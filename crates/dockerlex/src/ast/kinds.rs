//! Instruction payloads and the capability traits they implement.

use serde::Serialize;

use super::{Flag, Heredoc, Instruction, JsonArray, Property};
use crate::parser::span::Range;

/// Instructions that accept leading `--flags`.
pub trait HasFlags {
    fn flags(&self) -> &[Flag];

    /// First flag with the given name (names are case-sensitive).
    fn flag(&self, name: &str) -> Option<&Flag> {
        self.flags().iter().find(|f| f.name() == name)
    }
}

/// Instructions made of `name[=value]` declarations.
pub trait HasProperties {
    fn properties(&self) -> &[Property];

    fn property(&self, name: &str) -> Option<&Property> {
        self.properties().iter().find(|p| p.name() == name)
    }
}

/// Instructions with an exec (JSON array) form.
pub trait HasJsonArgs {
    fn json(&self) -> &JsonArray;

    fn is_exec_form(&self) -> bool {
        self.json().is_valid()
    }
}

/// Instructions that may declare here-documents.
pub trait HasHeredocs {
    fn heredocs(&self) -> &[Heredoc];
}

/// A piece of an argument with its own range.
#[derive(Debug, Clone, PartialEq, Eq, Serialize)]
pub struct Component {
    pub(crate) value: String,
    pub(crate) range: Range,
}

impl Component {
    pub fn value(&self) -> &str {
        &self.value
    }

    pub fn range(&self) -> Range {
        self.range
    }
}

/// RUN, COPY and ADD: flags, optional exec form, heredocs.
#[derive(Debug, Clone, Default, PartialEq, Eq, Serialize)]
pub struct CommandForm {
    pub(crate) flags: Vec<Flag>,
    pub(crate) json: JsonArray,
    pub(crate) heredocs: Vec<Heredoc>,
}

impl CommandForm {
    /// Value of `--from`, naming a stage or image for COPY.
    pub fn from_stage(&self) -> Option<&str> {
        self.flag("from").and_then(Flag::value)
    }
}

impl HasFlags for CommandForm {
    fn flags(&self) -> &[Flag] {
        &self.flags
    }
}

impl HasJsonArgs for CommandForm {
    fn json(&self) -> &JsonArray {
        &self.json
    }
}

impl HasHeredocs for CommandForm {
    fn heredocs(&self) -> &[Heredoc] {
        &self.heredocs
    }
}

/// ARG, ENV and LABEL.
#[derive(Debug, Clone, Default, PartialEq, Eq, Serialize)]
pub struct PropertyList {
    pub(crate) properties: Vec<Property>,
}

impl HasProperties for PropertyList {
    fn properties(&self) -> &[Property] {
        &self.properties
    }
}

/// CMD, ENTRYPOINT, SHELL and VOLUME.
#[derive(Debug, Clone, Default, PartialEq, Eq, Serialize)]
pub struct ExecForm {
    pub(crate) json: JsonArray,
}

impl HasJsonArgs for ExecForm {
    fn json(&self) -> &JsonArray {
        &self.json
    }
}

/// FROM: base image reference and optional stage name.
#[derive(Debug, Clone, Default, PartialEq, Eq, Serialize)]
pub struct FromImage {
    pub(crate) flags: Vec<Flag>,
    pub(crate) image: Option<Component>,
    pub(crate) registry: Option<Component>,
    pub(crate) image_name: Option<Component>,
    pub(crate) tag: Option<Component>,
    pub(crate) digest: Option<Component>,
    pub(crate) build_stage: Option<Component>,
}

impl FromImage {
    /// The whole image argument.
    pub fn image(&self) -> Option<&Component> {
        self.image.as_ref()
    }

    pub fn registry(&self) -> Option<&Component> {
        self.registry.as_ref()
    }

    /// Image name without registry, tag or digest.
    pub fn image_name(&self) -> Option<&Component> {
        self.image_name.as_ref()
    }

    pub fn tag(&self) -> Option<&Component> {
        self.tag.as_ref()
    }

    pub fn digest(&self) -> Option<&Component> {
        self.digest.as_ref()
    }

    /// Name given with `AS`.
    pub fn build_stage(&self) -> Option<&Component> {
        self.build_stage.as_ref()
    }
}

impl HasFlags for FromImage {
    fn flags(&self) -> &[Flag] {
        &self.flags
    }
}

/// HEALTHCHECK: flags, `CMD`/`NONE` subcommand, command after `CMD`.
#[derive(Debug, Clone, Default, PartialEq, Eq, Serialize)]
pub struct Healthcheck {
    pub(crate) flags: Vec<Flag>,
    pub(crate) subcommand: Option<Component>,
    pub(crate) json: JsonArray,
}

impl Healthcheck {
    pub fn subcommand(&self) -> Option<&Component> {
        self.subcommand.as_ref()
    }
}

impl HasFlags for Healthcheck {
    fn flags(&self) -> &[Flag] {
        &self.flags
    }
}

impl HasJsonArgs for Healthcheck {
    fn json(&self) -> &JsonArray {
        &self.json
    }
}

/// ONBUILD: the nested trigger instruction.
#[derive(Debug, Clone, Default, PartialEq, Eq, Serialize)]
pub struct Onbuild {
    pub(crate) trigger: Option<Box<Instruction>>,
}

impl Onbuild {
    pub fn trigger(&self) -> Option<&Instruction> {
        self.trigger.as_deref()
    }
}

§ EXERCISE AIM
Lines from the records above that hold "FromImage" are the ones to list.

§ RESULT OF THIS TASK
pub struct FromImage {
impl FromImage {
impl HasFlags for FromImage {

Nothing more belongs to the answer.